2.1.1 Vision Transformer (ViT)

https://blog.csdn.net/2401_89740151/article/details/154704991

2.1.2 Swin Transformer

https://blog.csdn.net/2401_89740151/article/details/154705370

2.1.3 基础知识备忘录

https://blog.csdn.net/2401_89740151/category_13063550.html

2.2 pytorch 实现 ViT

CIFAR-10(32×32) 做演示,模型是小号 ViT,训练更容易收敛。

0) 环境检查与准备

# 如果是打开一个全新 Colab,建议先重启一次运行时,然后再跑本单元

import os, random, math, time, sys, platform
import numpy as np
import torch

# 1) 打印设备信息
device = "cuda" if torch.cuda.is_available() else "cpu"
print("PyTorch:", torch.__version__)
print("Device:", device)
if device == "cuda":
print("CUDA name:", torch.cuda.get_device_name(0))
print("CUDA capability:", torch.cuda.get_device_capability(0))

# 2) 安装/导入 torchvision(Colab 基本都有,如缺再装)
try:
import torchvision
except:
!pip -q install torchvision

# 3) 设定随机种子(可复现)
def set_seed(seed=42):
random.seed(seed)
np.random.seed(seed)
torch.manual_seed(seed)
torch.cuda.manual_seed_all(seed) # 多卡/多进程时
# 确保更可复现(会略降速;如不需要严格复现,可注释掉下面两行)
torch.backends.cudnn.deterministic = True
torch.backends.cudnn.benchmark = False

set_seed(42)

1) 配置参数

说明:把常用超参数放在一起,便于修改实验规模。

from dataclasses import dataclass

@dataclass
class CFG:
# 数据集
dataset: str = "cifar10"
img_size: int = 32 # CIFAR-10 本身 32x32
patch_size: int = 4 # 每个 patch = 4x4, => (32/4)^2=64个patch
num_classes: int = 10

# 模型结构(小号,便于在 Colab 训练)
embed_dim: int = 256
depth: int = 6
num_heads: int = 8
mlp_ratio: float = 4.0

# 优化器/训练
epochs: int = 8
batch_size: int = 128
lr: float = 3e-4
weight_decay: float = 0.05
warmup_epochs: int = 1 # 简单 warmup
mixup_alpha: float = 0.0 # 先关掉 mixup;需要时可设 0.2
label_smoothing: float = 0.0 # 先关掉 label smoothing;需要时设 0.1

# Dropout
attn_drop: float = 0.0
proj_drop: float = 0.0
mlp_drop: float = 0.0
drop_embed: float = 0.0

# 训练细节
num_workers: int = 2
amp: bool = True # 是否开启混合精度(Colab GPU 建议 True)
print_every: int = 100

cfg = CFG()
cfg

2) 数据集与数据增强(CIFAR-10)

训练集做轻度增强(随机裁剪/水平翻转)。

import torch
from torch.utils.data import DataLoader
from torchvision import datasets, transforms

# 训练集增强:轻度增强足够;小模型更易学稳
train_tf = transforms.Compose([
transforms.RandomCrop(cfg.img_size, padding=4),
transforms.RandomHorizontalFlip(),
transforms.ToTensor(),
])

# 测试集:仅 ToTensor
test_tf = transforms.Compose([
transforms.ToTensor(),
])

if cfg.dataset.lower() == "cifar10":
train_set = datasets.CIFAR10(root="./data", train=True, download=True, transform=train_tf)
test_set = datasets.CIFAR10(root="./data", train=False, download=True, transform=test_tf)
else:
raise NotImplementedError("当前 demo 只做 CIFAR-10,可以拓展到其他数据集。")

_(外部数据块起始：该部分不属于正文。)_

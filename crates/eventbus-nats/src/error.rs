use eventbus::{ConnectionError, SubscriptionError};
use thiserror::Error;

/// Errors raised by the NATS backend.
#[derive(Debug, Error)]
pub enum Error {
    /// Connection was stopped.
    #[error("connection to {0} is closed")]
    Closed(String),

    /// Dialing a server failed.
    #[error("connect to {address} failed")]
    Connect {
        /// Server address.
        address: String,
        /// Client cause.
        #[source]
        source: async_nats::ConnectError,
    },

    /// Client lost its connection.
    #[error("{0} is not connected")]
    Disconnected(String),

    /// Round-trip to a server failed.
    #[error("flush to {address} failed")]
    Flush {
        /// Server address.
        address: String,
        /// Client cause.
        #[source]
        source: async_nats::client::FlushError,
    },

    /// The seeker HTTP client could not be built.
    #[error(transparent)]
    HttpClient(#[from] eventbus::HttpError),

    /// Publishing failed.
    #[error("publish to {address} failed")]
    Publish {
        /// Server address.
        address: String,
        /// Client cause.
        #[source]
        source: async_nats::PublishError,
    },

    /// Queue subscription failed.
    #[error("subscribe at {address} failed")]
    Subscribe {
        /// Server address.
        address: String,
        /// Client cause.
        #[source]
        source: async_nats::SubscribeError,
    },
}

impl ConnectionError for Error {}

impl SubscriptionError for Error {}
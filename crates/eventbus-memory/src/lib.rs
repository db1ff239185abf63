//! In-memory bus backend for eventbus.
//!
//! [`MemoryBus`] stands in for a fleet of nodes and seekers inside one
//! process, with switches to make individual nodes misbehave.
#![warn(missing_docs)]
#![warn(clippy::all)]
#![warn(clippy::pedantic)]
#![warn(clippy::nursery)]

mod bus;
mod connection;
mod error;
mod subscription;

pub use bus::MemoryBus;
pub use connection::MemoryConnection;
pub use error::Error;
pub use subscription::MemorySubscription;
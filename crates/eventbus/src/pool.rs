use crate::handler::Handler;
use crate::log::LogHandle;
use crate::message::Delivery;
use crate::subscription::SubscriptionOptions;

use std::future::Future;
use std::sync::Arc;

use parking_lot::RwLock;
use tokio::sync::Semaphore;
use tokio_util::sync::CancellationToken;
use tokio_util::task::TaskTracker;

/// Worker pool a subscription backend runs its deliveries on.
///
/// At most `max_in_flight` handler calls run at once; [`DeliveryPool::deliver`]
/// waits for a free slot. Backends spawn their reader loops with
/// [`DeliveryPool::spawn`] so that [`DeliveryPool::shutdown`] waits for them too.
#[derive(Clone, Debug)]
pub struct DeliveryPool {
    handler: Handler,
    log: Arc<RwLock<LogHandle>>,
    max_attempts: u16,
    permits: Arc<Semaphore>,
    shutdown: CancellationToken,
    tracker: TaskTracker,
}

impl DeliveryPool {
    /// Creates a pool feeding `handler`.
    #[must_use]
    pub fn new(handler: Handler, options: &SubscriptionOptions) -> Self {
        Self {
            handler,
            log: Arc::new(RwLock::new(options.log.clone())),
            max_attempts: options.max_attempts,
            permits: Arc::new(Semaphore::new(options.max_in_flight.max(1))),
            shutdown: CancellationToken::new(),
            tracker: TaskTracker::new(),
        }
    }

    /// Current logger.
    #[must_use]
    pub fn log(&self) -> LogHandle {
        self.log.read().clone()
    }

    /// Replaces the logger.
    pub fn set_logger(&self, log: LogHandle) {
        *self.log.write() = log;
    }

    /// Token cancelled when the pool shuts down.
    #[must_use]
    pub fn shutdown_token(&self) -> CancellationToken {
        self.shutdown.clone()
    }

    /// Whether [`DeliveryPool::shutdown`] has been called.
    #[must_use]
    pub fn is_shutdown(&self) -> bool {
        self.shutdown.is_cancelled()
    }

    /// Runs `task` on the pool; shutdown waits for it.
    pub fn spawn<F>(&self, task: F)
    where
        F: Future<Output = ()> + Send + 'static,
    {
        self.tracker.spawn(task);
    }

    /// Waits for an in-flight slot and hands `delivery` to the handler on its
    /// own task. Returns `false` once the pool is shutting down.
    pub async fn deliver(&self, delivery: Delivery) -> bool {
        if self.max_attempts > 0 && delivery.attempts > self.max_attempts {
            self.log().warn(format_args!(
                "giving up on message {} after {} attempts",
                delivery.id, delivery.attempts
            ));
            return true;
        }

        let permit = tokio::select! {
            biased;
            () = self.shutdown.cancelled() => return false,
            permit = self.permits.clone().acquire_owned() => permit,
        };
        let Ok(permit) = permit else {
            return false;
        };

        let handler = self.handler.clone();
        let log = self.log();
        self.tracker.spawn(async move {
            let _permit = permit;
            let id = delivery.id;
            if let Err(e) = handler.on_delivery(delivery).await {
                log.warn(format_args!("message {id} not delivered: {e}"));
            }
        });
        true
    }

    /// Stops accepting deliveries and waits for every spawned task to finish.
    pub async fn shutdown(&self) {
        self.shutdown.cancel();
        self.tracker.close();
        self.tracker.wait().await;
    }
}

#[cfg(test)]
mod tests {
    use super::*;

    use std::time::Duration;

    use bytes::Bytes;
    use tokio::time::timeout;

    fn options(max_in_flight: usize, max_attempts: u16) -> SubscriptionOptions {
        SubscriptionOptions {
            topic: "orders".to_string(),
            channel: "billing".to_string(),
            max_in_flight,
            max_attempts,
            client_id: "test".to_string(),
            seeker_poll_interval: Duration::from_secs(60),
            http_timeout: Duration::from_secs(1),
            log: LogHandle::noop(),
        }
    }

    #[tokio::test]
    async fn test_in_flight_window_limits_deliveries() {
        let handler = Handler::new(1);
        let mut stream = handler.stream().unwrap();
        let pool = DeliveryPool::new(handler, &options(1, 0));

        // first fills the channel, second holds the only permit
        assert!(pool.deliver(Delivery::new("a")).await);
        tokio::time::sleep(Duration::from_millis(20)).await;
        assert!(pool.deliver(Delivery::new("b")).await);

        let third = {
            let pool = pool.clone();
            tokio::spawn(async move { pool.deliver(Delivery::new("c")).await })
        };
        tokio::time::sleep(Duration::from_millis(50)).await;
        assert!(!third.is_finished());

        for expected in ["a", "b", "c"] {
            let message = timeout(Duration::from_secs(1), stream.recv())
                .await
                .unwrap()
                .unwrap();
            assert_eq!(message.body(), &Bytes::from(expected));
        }
        assert!(third.await.unwrap());
    }

    #[tokio::test]
    async fn test_exhausted_attempts_are_skipped() {
        let handler = Handler::new(4);
        let mut stream = handler.stream().unwrap();
        let pool = DeliveryPool::new(handler, &options(4, 2));

        let mut retried = Delivery::new("stale");
        retried.attempts = 3;
        assert!(pool.deliver(retried).await);
        assert!(pool.deliver(Delivery::new("fresh")).await);

        let message = timeout(Duration::from_secs(1), stream.recv())
            .await
            .unwrap()
            .unwrap();
        assert_eq!(message.body(), &Bytes::from("fresh"));
    }

    #[tokio::test]
    async fn test_shutdown_waits_for_spawned_tasks() {
        let handler = Handler::new(1);
        let pool = DeliveryPool::new(handler, &options(1, 0));
        let token = pool.shutdown_token();

        pool.spawn(async move {
            token.cancelled().await;
            tokio::time::sleep(Duration::from_millis(20)).await;
        });

        timeout(Duration::from_secs(1), pool.shutdown()).await.unwrap();
        assert!(pool.is_shutdown());
        assert!(!pool.deliver(Delivery::new("late")).await);
    }
}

train_loader = DataLoader(train_set, batch_size=cfg.batch_size, shuffle=True,
num_workers=cfg.num_workers, pin_memory=True)
test_loader = DataLoader(test_set, batch_size=cfg.batch_size, shuffle=False,
num_workers=cfg.num_workers, pin_memory=True)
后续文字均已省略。